*** Begin section ***

use indexmap::IndexMap;
use serde::Serialize;
use serde_json::Value;

use crate::parse::parameter::ParameterLocation;
use crate::parse::security::SecurityRequirement;
use crate::schema::SchemaInfo;

/// A flattened, read-only view of one declared operation.
#[derive(Debug, Clone, PartialEq, Serialize)]
pub struct EnrichedOperation {
    /// Uppercase HTTP verb.
    pub method: String,
    /// Declared path template, e.g. `/users/{id}`.
    pub path: String,
    #[serde(skip_serializing_if = "Option::is_none")]
    pub operation_id: Option<String>,
    /// `operation_id` when declared, otherwise derived from the route.
    pub display_id: String,
    #[serde(skip_serializing_if = "Option::is_none")]
    pub summary: Option<String>,
    #[serde(skip_serializing_if = "Option::is_none")]
    pub description: Option<String>,
    pub tags: Vec<String>,
    pub deprecated: bool,

    pub path_params: Vec<ParameterInfo>,
    pub query_params: Vec<ParameterInfo>,
    pub header_params: Vec<ParameterInfo>,
    pub cookie_params: Vec<ParameterInfo>,

    #[serde(skip_serializing_if = "Option::is_none")]
    pub request_body: Option<RequestBodyInfo>,
    pub responses: IndexMap<String, ResponseInfo>,

    /// Operation-level requirements as declared; `None` inherits.
    #[serde(skip_serializing_if = "Option::is_none")]
    pub security: Option<Vec<SecurityRequirement>>,
    pub auth_methods: Vec<String>,
    pub auth_source: AuthSource,

    pub server_urls: Vec<String>,
    pub guidance: Guidance,
}

impl EnrichedOperation {
    /// Index key: uppercase verb, a space, then the path template.
    pub fn key(&self) -> String {
        operation_key(&self.method, &self.path)
    }

    /// Parameters across all locations: path, query, header, cookie.
    pub fn parameters(&self) -> impl Iterator<Item = &ParameterInfo> {
        self.path_params
            .iter()
            .chain(&self.query_params)
            .chain(&self.header_params)
            .chain(&self.cookie_params)
    }

    pub fn parameter(&self, name: &str) -> Option<&ParameterInfo> {
        self.parameters().find(|p| p.name == name)
    }

    pub fn requires_auth(&self) -> bool {
        !self.auth_methods.is_empty()
    }
}

pub fn operation_key(method: &str, path: &str) -> String {
    format!("{} {}", method.to_uppercase(), path)
}

/// Where an operation's authentication requirement comes from.
#[derive(Debug, Clone, Copy, PartialEq, Eq, Serialize)]
#[serde(rename_all = "snake_case")]
pub enum AuthSource {
    /// Declared on the operation.
    Operation,
    /// Inherited from the document.
    Document,
    /// The operation declares `security: []`.
    Disabled,
    /// Nothing declared anywhere.
    None,
}

#[derive(Debug, Clone, PartialEq, Serialize)]
pub struct ParameterInfo {
    pub name: String,
    pub location: ParameterLocation,
    #[serde(skip_serializing_if = "Option::is_none")]
    pub description: Option<String>,
    pub required: bool,
    pub deprecated: bool,
    pub schema: SchemaInfo,
    #[serde(skip_serializing_if = "Option::is_none")]
    pub example: Option<Value>,
    #[serde(skip_serializing_if = "Vec::is_empty")]
    pub examples: Vec<ExampleInfo>,
}

#[derive(Debug, Clone, PartialEq, Serialize)]
pub struct RequestBodyInfo {
    #[serde(skip_serializing_if = "Option::is_none")]
    pub description: Option<String>,
    pub required: bool,
    pub content_types: Vec<String>,
    #[serde(skip_serializing_if = "Option::is_none")]
    pub schema: Option<SchemaInfo>,
    #[serde(skip_serializing_if = "Vec::is_empty")]
    pub examples: Vec<ExampleInfo>,
}

#[derive(Debug, Clone, PartialEq, Serialize)]
pub struct ResponseInfo {
    pub description: String,
    #[serde(skip_serializing_if = "Vec::is_empty")]
    pub content_types: Vec<String>,
    #[serde(skip_serializing_if = "Option::is_none")]
    pub schema: Option<SchemaInfo>,
    #[serde(skip_serializing_if = "IndexMap::is_empty")]
    pub headers: IndexMap<String, HeaderInfo>,
}

#[derive(Debug, Clone, PartialEq, Serialize)]
pub struct HeaderInfo {
    #[serde(skip_serializing_if = "Option::is_none")]
    pub description: Option<String>,
    pub required: bool,
    #[serde(skip_serializing_if = "Option::is_none")]
    pub schema: Option<SchemaInfo>,
}

#[derive(Debug, Clone, PartialEq, Serialize)]
pub struct ExampleInfo {
    pub name: String,
    #[serde(skip_serializing_if = "Option::is_none")]
    pub summary: Option<String>,
    #[serde(skip_serializing_if = "Option::is_none")]
    pub description: Option<String>,
    pub value: Value,
}

/// Generated natural-language help for calling an operation.
#[derive(Debug, Clone, Default, PartialEq, Serialize)]
pub struct Guidance {
    pub usage: String,
    /// Parameter name → guidance.
    pub parameters: IndexMap<String, String>,
    /// Status code → guidance, for error and `default` responses.
    pub errors: IndexMap<String, String>,
    pub constraints: Vec<String>,
    pub examples: Vec<OperationExample>,
}

#[derive(Debug, Clone, PartialEq, Serialize)]
pub struct OperationExample {
    pub name: String,
    pub description: String,
    pub parameters: IndexMap<String, Value>,
    #[serde(skip_serializing_if = "Option::is_none")]
    pub body: Option<Value>,
    #[serde(skip_serializing_if = "Option::is_none")]
    pub expected_response: Option<String>,
}

/// Everything a caller needs to pick and call an operation.
#[derive(Debug, Clone, PartialEq, Serialize)]
pub struct DiscoverySummary {
    pub title: String,
    pub version: String,
    #[serde(skip_serializing_if = "Option::is_none")]
    pub description: Option<String>,
    pub server_urls: Vec<String>,
    /// Scheme name → one-line description.
    pub security_schemes: IndexMap<String, String>,
    pub tags: Vec<String>,
    #[serde(skip_serializing_if = "Vec::is_empty")]
    pub webhooks: Vec<String>,
    pub operations: Vec<EnrichedOperation>,
    pub guidance: String,
}
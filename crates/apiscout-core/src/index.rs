use std::collections::HashMap;
use std::sync::Arc;

use log::debug;

use crate::discovery::{EnrichedOperation, operation_key};

/// Bucket for operations that declare no tags.
pub const UNTAGGED: &str = "untagged";

/// Constant-time lookups over a fixed operation list.
///
/// Built once from a complete list; never patched.
#[derive(Debug, Default)]
pub struct OperationIndex {
    operations: Vec<Arc<EnrichedOperation>>,
    by_key: HashMap<String, Arc<EnrichedOperation>>,
    by_tag: HashMap<String, Vec<Arc<EnrichedOperation>>>,
}

impl OperationIndex {
    pub fn build(operations: &[Arc<EnrichedOperation>]) -> Self {
        let mut by_key = HashMap::with_capacity(operations.len());
        let mut by_tag: HashMap<String, Vec<Arc<EnrichedOperation>>> = HashMap::new();
        for op in operations {
            by_key.insert(op.key(), Arc::clone(op));
            if op.tags.is_empty() {
                by_tag
                    .entry(UNTAGGED.to_string())
                    .or_default()
                    .push(Arc::clone(op));
            }
            for tag in &op.tags {
                by_tag.entry(tag.clone()).or_default().push(Arc::clone(op));
            }
        }
        debug!(
            "indexed {} operations under {} tags",
            by_key.len(),
            by_tag.len()
        );
        Self {
            operations: operations.to_vec(),
            by_key,
            by_tag,
        }
    }

    /// Exact match on verb (any case) and declared path template. No path
    /// parameter matching is attempted.
    pub fn get(&self, method: &str, path: &str) -> Option<Arc<EnrichedOperation>> {
        self.by_key.get(&operation_key(method, path)).cloned()
    }

    pub fn contains(&self, method: &str, path: &str) -> bool {
        self.by_key.contains_key(&operation_key(method, path))
    }

    /// Operations carrying `tag`; [`UNTAGGED`] selects the ones with none.
    pub fn by_tag(&self, tag: &str) -> Vec<Arc<EnrichedOperation>> {
        self.by_tag.get(tag).cloned().unwrap_or_default()
    }

    /// Operations whose path template starts with `prefix`.
    pub fn by_prefix(&self, prefix: &str) -> Vec<Arc<EnrichedOperation>> {
        self.operations
            .iter()
            .filter(|op| op.path.starts_with(prefix))
            .cloned()
            .collect()
    }

    pub fn deprecated(&self) -> Vec<Arc<EnrichedOperation>> {
        self.operations
            .iter()
            .filter(|op| op.deprecated)
            .cloned()
            .collect()
    }

    /// Tag names, sorted.
    pub fn tags(&self) -> Vec<&str> {
        let mut tags: Vec<&str> = self.by_tag.keys().map(String::as_str).collect();
        tags.sort_unstable();
        tags
    }

    pub fn len(&self) -> usize {
        self.by_key.len()
    }

    pub fn is_empty(&self) -> bool {
        self.by_key.is_empty()
    }
}
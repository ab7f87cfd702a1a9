//! Push subscription API endpoint.

use axum::{extract::State, http::StatusCode, Json};

use crate::errors::AppError;
use crate::models::SubscribeRequest;
use crate::AppState;

/// POST /api/subscribe - Register or replace the push endpoint for a
/// corrida. Upsert keyed by corridaNumber: resubscribing replaces the prior
/// endpoint, it never appends.
pub async fn subscribe(
    State(state): State<AppState>,
    Json(request): Json<SubscribeRequest>,
) -> Result<StatusCode, AppError> {
    if request.corrida_number.trim().is_empty() {
        return Err(AppError::Validation("corridaNumber is required".to_string()));
    }
    if request.subscription.endpoint.trim().is_empty() {
        return Err(AppError::Validation("endpoint is required".to_string()));
    }

    state
        .repo
        .upsert_subscription(
            &request.corrida_number,
            &request.subscription.endpoint,
            request.subscription.keys.as_ref(),
        )
        .await?;

    tracing::info!(corrida_number = %request.corrida_number, "Subscription registered");
    Ok(StatusCode::CREATED)
}
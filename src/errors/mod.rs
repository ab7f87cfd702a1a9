//! Error handling module for the corrida backend.
//!
//! Provides centralized error types with mapping to HTTP status codes and response envelopes.

use axum::{
    http::StatusCode,
    response::{IntoResponse, Response},
    Json,
};
use serde::{Deserialize, Serialize};

/// Error codes as constants to avoid stringly-typed errors.
#[allow(dead_code)]
pub mod codes {
    pub const NOT_FOUND: &str = "NOT_FOUND";
    pub const VALIDATION_ERROR: &str = "VALIDATION_ERROR";
    pub const ILLEGAL_TRANSITION: &str = "ILLEGAL_TRANSITION";
    pub const INTERNAL_ERROR: &str = "INTERNAL_ERROR";
    pub const DATABASE_ERROR: &str = "DATABASE_ERROR";
    pub const BAD_REQUEST: &str = "BAD_REQUEST";
}

/// Application error type.
#[derive(Debug)]
pub enum AppError {
    /// Resource not found
    NotFound(String),
    /// Validation error
    Validation(String),
    /// Rejected ride status transition
    IllegalTransition {
        from: &'static str,
        to: &'static str,
    },
    /// Database error
    Database(String),
    /// Internal server error
    Internal(String),
    /// Bad request
    BadRequest(String),
}

impl AppError {
    /// Get the HTTP status code for this error.
    pub fn status_code(&self) -> StatusCode {
        match self {
            AppError::NotFound(_) => StatusCode::NOT_FOUND,
            AppError::Validation(_) => StatusCode::BAD_REQUEST,
            AppError::IllegalTransition { .. } => StatusCode::BAD_REQUEST,
            AppError::Database(_) => StatusCode::INTERNAL_SERVER_ERROR,
            AppError::Internal(_) => StatusCode::INTERNAL_SERVER_ERROR,
            AppError::BadRequest(_) => StatusCode::BAD_REQUEST,
        }
    }

    /// Get the error code for this error.
    pub fn error_code(&self) -> &'static str {
        match self {
            AppError::NotFound(_) => codes::NOT_FOUND,
            AppError::Validation(_) => codes::VALIDATION_ERROR,
            AppError::IllegalTransition { .. } => codes::ILLEGAL_TRANSITION,
            AppError::Database(_) => codes::DATABASE_ERROR,
            AppError::Internal(_) => codes::INTERNAL_ERROR,
            AppError::BadRequest(_) => codes::BAD_REQUEST,
        }
    }

    /// Get the error message.
    pub fn message(&self) -> String {
        match self {
            AppError::NotFound(msg) => msg.clone(),
            AppError::Validation(msg) => msg.clone(),
            AppError::IllegalTransition { from, to } => {
                format!("Illegal status transition: {} -> {}", from, to)
            }
            AppError::Database(msg) => msg.clone(),
            AppError::Internal(msg) => msg.clone(),
            AppError::BadRequest(msg) => msg.clone(),
        }
    }
}

impl std::fmt::Display for AppError {
    fn fmt(&self, f: &mut std::fmt::Formatter<'_>) -> std::fmt::Result {
        write!(f, "{}: {}", self.error_code(), self.message())
    }
}

impl std::error::Error for AppError {}

impl From<sqlx::Error> for AppError {
    fn from(err: sqlx::Error) -> Self {
        tracing::error!("Database error: {:?}", err);
        AppError::Database(format!("Database error: {}", err))
    }
}

impl From<serde_json::Error> for AppError {
    fn from(err: serde_json::Error) -> Self {
        tracing::error!("JSON error: {:?}", err);
        AppError::BadRequest(format!("JSON error: {}", err))
    }
}

/// Error details in the response envelope.
#[derive(Debug, Serialize, Deserialize)]
pub struct ErrorDetails {
    pub code: String,
    pub message: String,
}

/// Error response envelope.
#[derive(Debug, Serialize, Deserialize)]
pub struct ErrorResponse {
    pub success: bool,
    pub error: ErrorDetails,
}

impl ErrorResponse {
    pub fn new(error: &AppError) -> Self {
        Self {
            success: false,
            error: ErrorDetails {
                code: error.error_code().to_string(),
                message: error.message(),
            },
        }
    }
}

impl IntoResponse for AppError {
    fn into_response(self) -> Response {
        let status = self.status_code();
        let body = ErrorResponse::new(&self);
        (status, Json(body)).into_response()
    }
}
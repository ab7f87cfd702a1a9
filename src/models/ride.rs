//! Ride model and status state machine.

use serde::{Deserialize, Serialize};

/// Lifecycle status of a ride.
///
/// `Waiting` is the initial state; `Finished` and `Cancelled` are terminal.
#[derive(Debug, Clone, Copy, PartialEq, Eq, Serialize, Deserialize)]
pub enum RideStatus {
    Waiting,
    Running,
    Finished,
    Cancelled,
}

impl RideStatus {
    pub fn as_str(&self) -> &'static str {
        match self {
            RideStatus::Waiting => "Waiting",
            RideStatus::Running => "Running",
            RideStatus::Finished => "Finished",
            RideStatus::Cancelled => "Cancelled",
        }
    }

    pub fn from_str(s: &str) -> Option<Self> {
        match s {
            "Waiting" => Some(RideStatus::Waiting),
            "Running" => Some(RideStatus::Running),
            "Finished" => Some(RideStatus::Finished),
            "Cancelled" => Some(RideStatus::Cancelled),
            _ => None,
        }
    }

    /// Whether no further transition is permitted out of this state.
    pub fn is_terminal(&self) -> bool {
        matches!(self, RideStatus::Finished | RideStatus::Cancelled)
    }

    /// Legal transition edges. A ride must pass through `Running` to reach
    /// `Finished`; terminal states accept nothing, including re-entry.
    pub fn can_transition_to(&self, next: RideStatus) -> bool {
        matches!(
            (self, next),
            (RideStatus::Waiting, RideStatus::Running)
                | (RideStatus::Waiting, RideStatus::Cancelled)
                | (RideStatus::Running, RideStatus::Finished)
                | (RideStatus::Running, RideStatus::Cancelled)
        )
    }
}

/// A tracked ride/job record. `hash` is the unique storage key;
/// `corrida_number` is the human-facing correlation key and may be reused
/// across regenerated rides.
#[derive(Debug, Clone, Serialize, Deserialize)]
#[serde(rename_all = "camelCase")]
pub struct Ride {
    pub hash: String,
    #[serde(rename = "rideId")]
    pub corrida_number: String,
    pub driver_name: String,
    #[serde(skip_serializing_if = "Option::is_none")]
    pub phone: Option<String>,
    #[serde(skip_serializing_if = "Option::is_none")]
    pub plate: Option<String>,
    pub departure_location: String,
    pub final_location: String,
    pub status: RideStatus,
    pub created_at: String,
}

/// Request body for POST /api/rides/generate.
#[derive(Debug, Clone, Deserialize)]
#[serde(rename_all = "camelCase")]
pub struct CreateRideRequest {
    pub departure_location: String,
    pub final_location: String,
    pub driver_name: String,
    #[serde(rename = "rideId")]
    pub corrida_number: String,
    #[serde(default)]
    pub phone: Option<String>,
    #[serde(default)]
    pub plate: Option<String>,
}

/// Request body for POST /api/ride/status.
///
/// The status arrives as a raw string so an unknown value can be rejected
/// with a validation error instead of a deserialization failure.
#[derive(Debug, Clone, Deserialize)]
pub struct UpdateStatusRequest {
    pub hash: String,
    pub status: String,
}

/// Dispatcher-facing summary returned by GET /api/rides/{corrida_number}.
#[derive(Debug, Clone, Serialize)]
#[serde(rename_all = "camelCase")]
pub struct RideSummary {
    pub corrida_number: String,
    pub status: RideStatus,
    pub origin: String,
    pub destination: String,
    pub driver_name: String,
}

impl From<&Ride> for RideSummary {
    fn from(ride: &Ride) -> Self {
        Self {
            corrida_number: ride.corrida_number.clone(),
            status: ride.status,
            origin: ride.departure_location.clone(),
            destination: ride.final_location.clone(),
            driver_name: ride.driver_name.clone(),
        }
    }
}
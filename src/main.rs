//! Corrida Tracker Backend
//!
//! A REST backend for delivery/ride tracking: drivers report locations,
//! dispatchers read most-recent-position-per-ride, and a jittered background
//! scheduler keeps push subscriptions in step with ride state.

mod api;
mod config;
mod db;
mod errors;
mod models;
mod push;
mod scheduler;

use std::sync::Arc;

use axum::{
    routing::{get, post},
    Router,
};
use tokio::sync::watch;
use tower_http::cors::{Any, CorsLayer};
use tower_http::trace::TraceLayer;
use tracing_subscriber::{layer::SubscriberExt, util::SubscriberInitExt, EnvFilter};

use config::Config;
use db::Repository;
use push::{HttpPushTransport, PushTransport};
use scheduler::NotificationScheduler;

/// Application state shared across all handlers.
#[derive(Clone)]
pub struct AppState {
    pub repo: Arc<Repository>,
    pub config: Arc<Config>,
}

#[tokio::main]
async fn main() -> Result<(), Box<dyn std::error::Error>> {
    // Load configuration
    let config = Config::from_env();

    // Initialize logging
    let env_filter =
        EnvFilter::try_from_default_env().unwrap_or_else(|_| EnvFilter::new(&config.log_level));

    tracing_subscriber::registry()
        .with(env_filter)
        .with(tracing_subscriber::fmt::layer())
        .init();

    tracing::info!("Starting Corrida Tracker Backend");
    tracing::info!("Database path: {:?}", config.db_path);
    tracing::info!("Bind address: {}", config.bind_addr);

    // Initialize database
    let pool = db::init_database(&config.db_path).await?;
    let repo = Arc::new(Repository::new(pool));

    // Create application state
    let state = AppState {
        repo: Arc::clone(&repo),
        config: Arc::new(config.clone()),
    };

    // Spawn the notification scheduler, stoppable on shutdown
    let transport: Arc<dyn PushTransport> = Arc::new(HttpPushTransport::new(config.push_timeout)?);
    let (shutdown_tx, shutdown_rx) = watch::channel(false);
    let sched = NotificationScheduler::new(
        repo,
        transport,
        config.push_min_interval,
        config.push_max_interval,
    );
    tokio::spawn(sched.run(shutdown_rx));
    tracing::info!("Push notification scheduler running");

    // Build router
    let app = create_router(state);

    // Start server
    let listener = tokio::net::TcpListener::bind(&config.bind_addr).await?;
    tracing::info!("Server listening on {}", config.bind_addr);

    axum::serve(listener, app)
        .with_graceful_shutdown(async move {
            tokio::signal::ctrl_c().await.ok();
            shutdown_tx.send(true).ok();
        })
        .await?;

    Ok(())
}

/// Create the application router with all routes.
pub fn create_router(state: AppState) -> Router {
    // CORS configuration
    let cors = CorsLayer::new()
        .allow_origin(Any)
        .allow_methods(Any)
        .allow_headers(Any);

    // API routes
    let api_routes = Router::new()
        // Locations
        .route("/location", post(api::report_location))
        .route("/location", get(api::list_locations))
        .route("/location/check/{corrida_number}", get(api::check_location))
        .route("/recent-locations", post(api::recent_locations))
        // Rides
        .route("/rides/generate", post(api::generate_ride))
        .route("/rides/all-rides", get(api::list_rides))
        .route("/rides/{corrida_number}", get(api::get_ride_summary))
        .route("/ride/{hash}", get(api::get_ride))
        .route("/ride/status", post(api::update_status))
        // Subscriptions
        .route("/subscribe", post(api::subscribe));

    // Health check
    let health_routes = Router::new().route("/health", get(health_check));

    Router::new()
        .nest("/api", api_routes)
        .merge(health_routes)
        .layer(cors)
        .layer(TraceLayer::new_for_http())
        .with_state(state)
}

/// Health check endpoint.
async fn health_check() -> &'static str {
    "OK"
}
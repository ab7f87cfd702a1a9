//! REST API module.
//!
//! Contains all API routes and handlers following the browser client contract.

mod locations;
mod rides;
mod subscriptions;

pub use locations::*;
pub use rides::*;
pub use subscriptions::*;

use serde::Serialize;

/// Plain `{message}` acknowledgement body used by mutation endpoints.
#[derive(Debug, Serialize)]
pub struct MessageResponse {
    pub message: String,
}

impl MessageResponse {
    pub fn new(message: impl Into<String>) -> Self {
        Self {
            message: message.into(),
        }
    }
}
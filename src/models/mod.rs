//! Data models for the corrida tracking application.
//!
//! Wire names match the original browser client payloads (camelCase,
//! `corridaNumber`, `preciseLocation`, ...).

mod location;
mod ride;
mod subscription;

pub use location::*;
pub use ride::*;
pub use subscription::*;
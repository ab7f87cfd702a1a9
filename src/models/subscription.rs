//! Push subscription models.

use serde::{Deserialize, Serialize};

/// A registered push endpoint for one corrida. Soft state: the scheduler
/// removes it once the ride leaves `Running` or the endpoint is gone.
#[derive(Debug, Clone, Serialize, Deserialize)]
#[serde(rename_all = "camelCase")]
pub struct Subscription {
    pub corrida_number: String,
    pub endpoint: String,
    /// Opaque client key material, stored and passed through as-is.
    #[serde(skip_serializing_if = "Option::is_none")]
    pub keys: Option<serde_json::Value>,
    pub updated_at: String,
}

/// Push endpoint descriptor as sent by the browser's PushManager.
#[derive(Debug, Clone, Deserialize)]
pub struct PushEndpoint {
    pub endpoint: String,
    #[serde(default)]
    pub keys: Option<serde_json::Value>,
}

/// Request body for POST /api/subscribe.
#[derive(Debug, Clone, Deserialize)]
#[serde(rename_all = "camelCase")]
pub struct SubscribeRequest {
    pub corrida_number: String,
    pub subscription: PushEndpoint,
}

/// Payload delivered to a push endpoint. The scheduler sends the silent
/// variant as a client resync trigger, not a user-visible message.
#[derive(Debug, Clone, Serialize, Deserialize)]
#[serde(rename_all = "camelCase")]
pub struct PushPayload {
    pub title: String,
    pub body: String,
    #[serde(skip_serializing_if = "Option::is_none")]
    pub driver_name: Option<String>,
    #[serde(skip_serializing_if = "Option::is_none")]
    pub corrida_number: Option<String>,
    pub silent: bool,
}

impl PushPayload {
    /// The background resync trigger for one corrida.
    pub fn silent_resync(corrida_number: &str) -> Self {
        Self {
            title: String::new(),
            body: String::new(),
            driver_name: None,
            corrida_number: Some(corrida_number.to_string()),
            silent: true,
        }
    }
}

*** End section ***

• Task instructions:
Once you have checked every line of the material above, return the ones that hold the string "REST".

• Finished task:
//! A REST backend for delivery/ride tracking: drivers report locations,
//! REST API module.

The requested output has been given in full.